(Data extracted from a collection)
*** Block opens ***
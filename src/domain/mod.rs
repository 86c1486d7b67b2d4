pub mod balloon;
pub mod picker;
pub mod rules;
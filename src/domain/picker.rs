/// Weighted random choice over the balloon catalog.
///
/// Draws `r` uniformly in `[0, total)`, walks the entries in order
/// subtracting each weight, and returns the first entry that brings `r`
/// to zero or below. Rounding can leave `r` marginally positive after the
/// last entry; the first entry is the fallback.

use rand::Rng;

use super::balloon::{BalloonKind, CATALOG};

/// Pick from `items` with probability `weight(item) / total`.
/// Returns `None` only for an empty slice.
pub fn pick_weighted<'a, T, R, F>(items: &'a [T], weight: F, rng: &mut R) -> Option<&'a T>
where
    R: Rng + ?Sized,
    F: Fn(&T) -> f64,
{
    let first = items.first()?;
    let total: f64 = items.iter().map(&weight).sum();
    if !(total > 0.0) {
        return Some(first);
    }

    let mut r = rng.gen::<f64>() * total;
    for item in items {
        r -= weight(item);
        if r <= 0.0 {
            return Some(item);
        }
    }
    Some(first)
}

/// Pick a balloon kind from the built-in catalog.
pub fn pick_kind<R: Rng + ?Sized>(rng: &mut R) -> BalloonKind {
    *pick_weighted(&CATALOG, |k| k.weight, rng).unwrap_or(&CATALOG[0])
}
*** Block closes ***
● PROBLEM DETAILS: From the entries above, copy each line that holds "entry".

● ANSWER SPACE:
/// subtracting each weight, and returns the first entry that brings `r`
/// last entry; the first entry is the fallback.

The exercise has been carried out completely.